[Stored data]
----

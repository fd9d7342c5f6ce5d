//! Frontend module - Lexer and Parser

pub mod token;
pub mod lexer;
pub mod ast;
pub mod parser;
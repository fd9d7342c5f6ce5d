//! Error handling for Radium

use thiserror::Error;

/// Result type alias
pub type Result<T> = std::result::Result<T, Error>;

/// A character no lexical rule accepts
#[derive(Error, Debug, Clone, PartialEq, Eq)]
#[error("Unexpected character '{character}' on line {line}")]
pub struct LexError {
    pub character: char,
    pub line: usize,
}

/// A grammar violation found while parsing
#[derive(Error, Debug, Clone, PartialEq, Eq)]
#[error("On line {line} -> {message}")]
pub struct ParseError {
    pub message: String,
    pub line: usize,
}

impl ParseError {
    pub fn new(message: impl Into<String>, line: usize) -> Self {
        Self {
            message: message.into(),
            line,
        }
    }
}

/// Front-end error
#[derive(Error, Debug, Clone, PartialEq, Eq)]
pub enum Error {
    #[error(transparent)]
    Lex(#[from] LexError),

    #[error(transparent)]
    Parse(#[from] ParseError),
}

impl Error {
    /// Get the 1-based source line associated with this error
    pub fn line(&self) -> usize {
        match self {
            Self::Lex(e) => e.line,
            Self::Parse(e) => e.line,
        }
    }
}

----

◆ **Work to complete**
Bring together all lines in the records where the word "LexError" is found.

◆ **Response area**
pub struct LexError {
    Lex(#[from] LexError),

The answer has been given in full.